What is required:
Will you write out all the entries below exactly?

###

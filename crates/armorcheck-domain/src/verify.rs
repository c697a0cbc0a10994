use crate::checks::{self, Expectation};
use crate::compare::{self, Subject};
use crate::describe::{Describe, DescribeError};
use crate::fingerprint::fingerprint_for_field;
use crate::model::{PolicySpec, RuleSpec, Suite, Target};
use crate::observed::documents;
use crate::policy::{EffectiveConfig, FailOn};
use crate::report::{DomainReport, Report, SeverityCounts};
use armorcheck_types::{ArmorcheckData, Finding, Location, Severity, Verdict, ids};
use serde_json::{Value, json};

/// Describe the policy and compare its fields against `expected`.
///
/// Field mismatches are findings; only a failed describe call is an error.
pub fn verify_policy(
    expected: &PolicySpec,
    target: &Target,
    describe: &dyn Describe,
    cfg: &EffectiveConfig,
) -> Result<Report, DescribeError> {
    let observed = describe.describe_policy(target)?;
    let rows = checks::policy_expectations(expected, cfg);
    let subject = Subject {
        policy: &target.policy,
        priority: None,
    };
    Ok(compare_documents(observed, &rows, subject, cfg))
}

/// Describe the rule at `priority` and compare it against `expected`.
pub fn verify_rule(
    target: &Target,
    priority: u32,
    expected: &RuleSpec,
    describe: &dyn Describe,
    cfg: &EffectiveConfig,
) -> Result<Report, DescribeError> {
    let observed = describe.describe_rule(target, priority)?;
    let rows = checks::rule_expectations(expected, cfg);
    let subject = Subject {
        policy: &target.policy,
        priority: Some(priority),
    };
    Ok(compare_documents(observed, &rows, subject, cfg))
}

/// Verify the policy, then every rule in ascending priority.
///
/// The first describe failure aborts the run; mismatches never do.
pub fn verify_suite(
    suite: &Suite,
    describe: &dyn Describe,
    cfg: &EffectiveConfig,
) -> Result<DomainReport, DescribeError> {
    let mut combined = verify_policy(&suite.policy, &suite.target, describe, cfg)?;

    for rule in suite.rules() {
        let report = verify_rule(&suite.target, rule.priority, rule, describe, cfg)?;
        combined.merge(report);
    }

    let Report {
        mut findings,
        documents,
        assertions,
    } = combined;

    // Policy first, then ascending priority; table order within a subject.
    findings.sort_by_key(|f| {
        f.location
            .as_ref()
            .and_then(|l| l.priority)
            .map_or(0u64, |p| u64::from(p) + 1)
    });

    let total = findings.len() as u32;
    let verdict = compute_verdict(&findings, cfg.fail_on);
    let mut emitted = findings;
    let mut truncated_reason: Option<String> = None;
    if emitted.len() > cfg.max_findings {
        emitted.truncate(cfg.max_findings);
        truncated_reason = Some(format!(
            "findings truncated to max_findings={}",
            cfg.max_findings
        ));
    }

    let counts = SeverityCounts::from_findings(&emitted);

    let data = ArmorcheckData {
        profile: cfg.profile.clone(),
        project: suite.target.project.clone(),
        policy: suite.target.policy.clone(),
        region: suite.target.region.clone(),
        rules_checked: suite.rules().len() as u32,
        documents_checked: documents,
        assertions_checked: assertions,
        findings_total: total,
        findings_emitted: emitted.len() as u32,
        truncated_reason,
    };

    Ok(DomainReport {
        verdict,
        findings: emitted,
        data,
        counts,
    })
}

fn compare_documents(
    observed: Value,
    rows: &[Expectation],
    subject: Subject<'_>,
    cfg: &EffectiveConfig,
) -> Report {
    let docs = documents(observed);
    let mut report = Report::default();

    if docs.is_empty() {
        if let Some(policy) = cfg.check_policy(ids::CHECK_DESCRIBE_DOCUMENTS) {
            report.findings.push(no_documents(subject, policy.severity));
        }
        return report;
    }

    let multi = docs.len() > 1;
    for (i, doc) in docs.iter().enumerate() {
        let index = multi.then_some(i);
        report.assertions += compare::diff(doc, index, rows, subject, cfg, &mut report.findings);
        report.documents += 1;
    }
    report
}

fn no_documents(subject: Subject<'_>, severity: Severity) -> Finding {
    let location = match subject.priority {
        Some(p) => Location::rule(subject.policy, p, None),
        None => Location::policy(subject.policy, None),
    };
    Finding {
        severity,
        check_id: ids::CHECK_DESCRIBE_DOCUMENTS.to_string(),
        code: ids::CODE_NO_DOCUMENTS.to_string(),
        message: format!(
            "{}: describe returned no documents",
            location.subject_label()
        ),
        location: Some(location),
        help: Some("Check the project, policy and region the suite targets.".to_string()),
        fingerprint: Some(fingerprint_for_field(
            ids::CHECK_DESCRIBE_DOCUMENTS,
            ids::CODE_NO_DOCUMENTS,
            subject.policy,
            subject.priority,
            "",
            None,
            None,
        )),
        data: json!({ "documents": 0 }),
    }
}

fn compute_verdict(findings: &[Finding], fail_on: FailOn) -> Verdict {
    let has_error = findings.iter().any(|f| f.severity == Severity::Error);
    let has_warn = findings.iter().any(|f| f.severity == Severity::Warning);

    match fail_on {
        FailOn::Never if has_error || has_warn => Verdict::Warn,
        FailOn::Never => Verdict::Pass,
        _ if has_error => Verdict::Fail,
        FailOn::Warning if has_warn => Verdict::Fail,
        _ if has_warn => Verdict::Warn,
        _ => Verdict::Pass,
    }
}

###

Solution:
filename crates/armorcheck-domain/src/verify.rs
repository c697a0cbc0a10994
use crate::checks::{self, Expectation};
use crate::compare::{self, Subject};
use crate::describe::{Describe, DescribeError};
use crate::fingerprint::fingerprint_for_field;
use crate::model::{PolicySpec, RuleSpec, Suite, Target};
use crate::observed::documents;
use crate::policy::{EffectiveConfig, FailOn};
use crate::report::{DomainReport, Report, SeverityCounts};
use armorcheck_types::{ArmorcheckData, Finding, Location, Severity, Verdict, ids};
use serde_json::{Value, json};

/// Describe the policy and compare its fields against `expected`.
///
/// Field mismatches are findings; only a failed describe call is an error.
pub fn verify_policy(
    expected: &PolicySpec,
    target: &Target,
    describe: &dyn Describe,
    cfg: &EffectiveConfig,
) -> Result<Report, DescribeError> {
    let observed = describe.describe_policy(target)?;
    let rows = checks::policy_expectations(expected, cfg);
    let subject = Subject {
        policy: &target.policy,
        priority: None,
    };
    Ok(compare_documents(observed, &rows, subject, cfg))
}

/// Describe the rule at `priority` and compare it against `expected`.
pub fn verify_rule(
    target: &Target,
    priority: u32,
    expected: &RuleSpec,
    describe: &dyn Describe,
    cfg: &EffectiveConfig,
) -> Result<Report, DescribeError> {
    let observed = describe.describe_rule(target, priority)?;
    let rows = checks::rule_expectations(expected, cfg);
    let subject = Subject {
        policy: &target.policy,
        priority: Some(priority),
    };
    Ok(compare_documents(observed, &rows, subject, cfg))
}

/// Verify the policy, then every rule in ascending priority.
///
/// The first describe failure aborts the run; mismatches never do.
pub fn verify_suite(
    suite: &Suite,
    describe: &dyn Describe,
    cfg: &EffectiveConfig,
) -> Result<DomainReport, DescribeError> {
    let mut combined = verify_policy(&suite.policy, &suite.target, describe, cfg)?;

    for rule in suite.rules() {
        let report = verify_rule(&suite.target, rule.priority, rule, describe, cfg)?;
        combined.merge(report);
    }

    let Report {
        mut findings,
        documents,
        assertions,
    } = combined;

    // Policy first, then ascending priority; table order within a subject.
    findings.sort_by_key(|f| {
        f.location
            .as_ref()
            .and_then(|l| l.priority)
            .map_or(0u64, |p| u64::from(p) + 1)
    });

    let total = findings.len() as u32;
    let verdict = compute_verdict(&findings, cfg.fail_on);
    let mut emitted = findings;
    let mut truncated_reason: Option<String> = None;
    if emitted.len() > cfg.max_findings {
        emitted.truncate(cfg.max_findings);
        truncated_reason = Some(format!(
            "findings truncated to max_findings={}",
            cfg.max_findings
        ));
    }

    let counts = SeverityCounts::from_findings(&emitted);

    let data = ArmorcheckData {
        profile: cfg.profile.clone(),
        project: suite.target.project.clone(),
        policy: suite.target.policy.clone(),
        region: suite.target.region.clone(),
        rules_checked: suite.rules().len() as u32,
        documents_checked: documents,
        assertions_checked: assertions,
        findings_total: total,
        findings_emitted: emitted.len() as u32,
        truncated_reason,
    };

    Ok(DomainReport {
        verdict,
        findings: emitted,
        data,
        counts,
    })
}

fn compare_documents(
    observed: Value,
    rows: &[Expectation],
    subject: Subject<'_>,
    cfg: &EffectiveConfig,
) -> Report {
    let docs = documents(observed);
    let mut report = Report::default();

    if docs.is_empty() {
        if let Some(policy) = cfg.check_policy(ids::CHECK_DESCRIBE_DOCUMENTS) {
            report.findings.push(no_documents(subject, policy.severity));
        }
        return report;
    }

    let multi = docs.len() > 1;
    for (i, doc) in docs.iter().enumerate() {
        let index = multi.then_some(i);
        report.assertions += compare::diff(doc, index, rows, subject, cfg, &mut report.findings);
        report.documents += 1;
    }
    report
}

fn no_documents(subject: Subject<'_>, severity: Severity) -> Finding {
    let location = match subject.priority {
        Some(p) => Location::rule(subject.policy, p, None),
        None => Location::policy(subject.policy, None),
    };
    Finding {
        severity,
        check_id: ids::CHECK_DESCRIBE_DOCUMENTS.to_string(),
        code: ids::CODE_NO_DOCUMENTS.to_string(),
        message: format!(
            "{}: describe returned no documents",
            location.subject_label()
        ),
        location: Some(location),
        help: Some("Check the project, policy and region the suite targets.".to_string()),
        fingerprint: Some(fingerprint_for_field(
            ids::CHECK_DESCRIBE_DOCUMENTS,
            ids::CODE_NO_DOCUMENTS,
            subject.policy,
            subject.priority,
            "",
            None,
            None,
        )),
        data: json!({ "documents": 0 }),
    }
}

fn compute_verdict(findings: &[Finding], fail_on: FailOn) -> Verdict {
    let has_error = findings.iter().any(|f| f.severity == Severity::Error);
    let has_warn = findings.iter().any(|f| f.severity == Severity::Warning);

    match fail_on {
        FailOn::Never if has_error || has_warn => Verdict::Warn,
        FailOn::Never => Verdict::Pass,
        _ if has_error => Verdict::Fail,
        FailOn::Warning if has_warn => Verdict::Fail,
        _ if has_warn => Verdict::Warn,
        _ => Verdict::Pass,
    }
}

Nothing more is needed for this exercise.